[ENTRIES SUPPLIED]

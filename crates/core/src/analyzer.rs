//! Boundary to the remote language-analysis service.
//!
//! The core never talks to the network itself. Callers inject an [`Analyzer`] (the production
//! one lives in `rda-gemini`) and the core treats whatever it returns as untrusted JSON that
//! must pass [`crate::assembler`] validation before it is used. Timeouts, retries and
//! de-duplication of in-flight requests are the implementation's or the caller's business.

use async_trait::async_trait;
use rda_types::{DetailLevel, NonEmptyText};

/// What gets sent to the analyzer.
#[derive(Debug, Clone, PartialEq, Eq)]
pub struct AnalysisRequest {
    pub conversation: NonEmptyText,
    /// Free-form background supplied by the user; may be empty.
    pub context: String,
    pub detail_level: DetailLevel,
}

/// The analyzer could not produce a response.
#[derive(Debug, thiserror::Error)]
pub enum AnalyzerUnavailable {
    #[error("analyzer is not configured: {0}")]
    NotConfigured(String),
    #[error("transport failure: {0}")]
    Transport(String),
    #[error("request timed out")]
    Timeout,
    #[error("analyzer returned HTTP {status}: {body}")]
    Status { status: u16, body: String },
    #[error("analyzer returned no content")]
    EmptyResponse,
    #[error("analyzer returned unparsable content: {0}")]
    MalformedPayload(String),
}

#[async_trait]
pub trait Analyzer: Send + Sync {
    /// Runs one analysis and returns the raw structured response.
    async fn analyze(
        &self,
        request: &AnalysisRequest,
    ) -> Result<serde_json::Value, AnalyzerUnavailable>;
}
//! Request and response bodies for the REST API.
//!
//! These mirror the core types with OpenAPI schemas attached; the core crate itself carries no
//! HTTP or documentation concerns.

use rda_core::{
    exceeds_threshold, pattern_distribution, patterns_by_severity, AnalysisRecord,
    DetectedPattern, Segment,
};
use serde::{Deserialize, Serialize};
use utoipa::ToSchema;

#[derive(Debug, Serialize, Deserialize, ToSchema)]
pub struct HealthRes {
    pub ok: bool,
    pub message: String,
}

#[derive(Debug, Serialize, Deserialize, ToSchema)]
pub struct AnalyzeReq {
    /// The conversation to analyse, kept verbatim.
    pub conversation: String,
    #[serde(default)]
    pub context: String,
    /// `compact`, `standard` or `deep`; the server default applies when omitted.
    #[serde(default)]
    pub detail_level: Option<String>,
}

#[derive(Debug, Serialize, Deserialize, ToSchema)]
pub struct ErrorRes {
    pub error: String,
    /// Offending field of the analyzer response, for schema validation failures.
    #[serde(default, skip_serializing_if = "Option::is_none")]
    pub path: Option<String>,
}

#[derive(Debug, Serialize, Deserialize, ToSchema)]
pub struct FingerprintRes {
    pub tags: Vec<String>,
    pub dominance_ratio: String,
    pub validation_score: f64,
}

#[derive(Debug, Serialize, Deserialize, ToSchema)]
pub struct PatternRes {
    pub id: String,
    pub name: String,
    pub citation: String,
    pub explanation: String,
    pub countermeasure: String,
    pub severity: String,
    /// Byte offset of the located citation, absent if it was not found in the text.
    pub start: Option<usize>,
    pub end: Option<usize>,
}

impl From<&DetectedPattern> for PatternRes {
    fn from(pattern: &DetectedPattern) -> Self {
        let range = pattern.range();
        Self {
            id: pattern.id().to_string(),
            name: pattern.name().to_string(),
            citation: pattern.citation().to_string(),
            explanation: pattern.explanation().to_string(),
            countermeasure: pattern.countermeasure().to_string(),
            severity: pattern.severity().to_string(),
            start: range.map(|r| r.start),
            end: range.map(|r| r.end),
        }
    }
}

#[derive(Debug, Serialize, Deserialize, ToSchema)]
pub struct AdviceRes {
    pub title: String,
    pub text: String,
    pub priority: String,
}

#[derive(Debug, Serialize, Deserialize, ToSchema)]
pub struct RepliesRes {
    pub deescalating: String,
    pub assertive: String,
    pub rationale: String,
}

#[derive(Debug, Serialize, Deserialize, ToSchema)]
pub struct PlanRes {
    pub conclusion: String,
    pub advice: Vec<AdviceRes>,
    pub replies: RepliesRes,
}

#[derive(Debug, Serialize, Deserialize, ToSchema)]
pub struct RecordRes {
    pub id: String,
    pub created_at: String,
    pub source_text: String,
    pub context: String,
    pub summary: String,
    pub subtext: String,
    pub score: f64,
    pub safety_alert: bool,
    pub fingerprint: FingerprintRes,
    pub patterns: Vec<PatternRes>,
    pub plan: PlanRes,
}

impl From<&AnalysisRecord> for RecordRes {
    fn from(record: &AnalysisRecord) -> Self {
        let fingerprint = record.fingerprint();
        let plan = record.plan();
        Self {
            id: record.id().to_string(),
            created_at: record.created_at().to_rfc3339(),
            source_text: record.source_text().to_string(),
            context: record.context().to_string(),
            summary: record.summary().to_string(),
            subtext: record.subtext().to_string(),
            score: record.score(),
            safety_alert: record.safety_alert(),
            fingerprint: FingerprintRes {
                tags: fingerprint.tags.clone(),
                dominance_ratio: fingerprint.dominance_ratio.clone(),
                validation_score: fingerprint.validation_score,
            },
            patterns: record.patterns().iter().map(PatternRes::from).collect(),
            plan: PlanRes {
                conclusion: plan.conclusion.clone(),
                advice: plan
                    .advice
                    .iter()
                    .map(|a| AdviceRes {
                        title: a.title.clone(),
                        text: a.text.clone(),
                        priority: a.priority.to_string(),
                    })
                    .collect(),
                replies: RepliesRes {
                    deescalating: plan.replies.deescalating.clone(),
                    assertive: plan.replies.assertive.clone(),
                    rationale: plan.replies.rationale.clone(),
                },
            },
        }
    }
}

/// One history entry without the full text and plan.
#[derive(Debug, Serialize, Deserialize, ToSchema)]
pub struct RecordSummaryRes {
    pub id: String,
    pub created_at: String,
    pub summary: String,
    pub score: f64,
    pub safety_alert: bool,
    pub pattern_count: usize,
}

impl From<&AnalysisRecord> for RecordSummaryRes {
    fn from(record: &AnalysisRecord) -> Self {
        Self {
            id: record.id().to_string(),
            created_at: record.created_at().to_rfc3339(),
            summary: record.summary().to_string(),
            score: record.score(),
            safety_alert: record.safety_alert(),
            pattern_count: record.patterns().len(),
        }
    }
}

#[derive(Debug, Serialize, Deserialize, ToSchema)]
pub struct ListHistoryRes {
    pub capacity: usize,
    pub records: Vec<RecordSummaryRes>,
}

#[derive(Debug, Serialize, Deserialize, ToSchema)]
pub struct SegmentRes {
    /// `plain` or `evidence`.
    pub kind: String,
    pub start: usize,
    pub end: usize,
    pub text: String,
    pub pattern_id: Option<String>,
}

impl From<&Segment> for SegmentRes {
    fn from(segment: &Segment) -> Self {
        let range = segment.range();
        Self {
            kind: if segment.is_evidence() {
                "evidence".to_string()
            } else {
                "plain".to_string()
            },
            start: range.start,
            end: range.end,
            text: segment.text().to_string(),
            pattern_id: segment.pattern_id().map(|id| id.to_string()),
        }
    }
}

#[derive(Debug, Serialize, Deserialize, ToSchema)]
pub struct SegmentsRes {
    pub segments: Vec<SegmentRes>,
}

#[derive(Debug, Serialize, Deserialize, ToSchema)]
pub struct SeverityGroupRes {
    pub severity: String,
    pub pattern_ids: Vec<String>,
}

#[derive(Debug, Serialize, Deserialize, ToSchema)]
pub struct PatternCountRes {
    pub name: String,
    pub count: usize,
}

#[derive(Debug, Serialize, Deserialize, ToSchema)]
pub struct ReportRes {
    pub score: f64,
    pub threshold: u8,
    pub exceeds_threshold: bool,
    pub severity_groups: Vec<SeverityGroupRes>,
    pub distribution: Vec<PatternCountRes>,
}

impl ReportRes {
    pub fn new(record: &AnalysisRecord, threshold: u8) -> Self {
        Self {
            score: record.score(),
            threshold,
            exceeds_threshold: exceeds_threshold(record, threshold),
            severity_groups: patterns_by_severity(record)
                .into_iter()
                .map(|group| SeverityGroupRes {
                    severity: group.severity.to_string(),
                    pattern_ids: group.patterns.iter().map(|p| p.id().to_string()).collect(),
                })
                .collect(),
            distribution: pattern_distribution(record)
                .into_iter()
                .map(|(name, count)| PatternCountRes { name, count })
                .collect(),
        }
    }
}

[/ENTRIES SUPPLIED]

One number only, please: the count of lines in the material holding the word "PlanRes".

3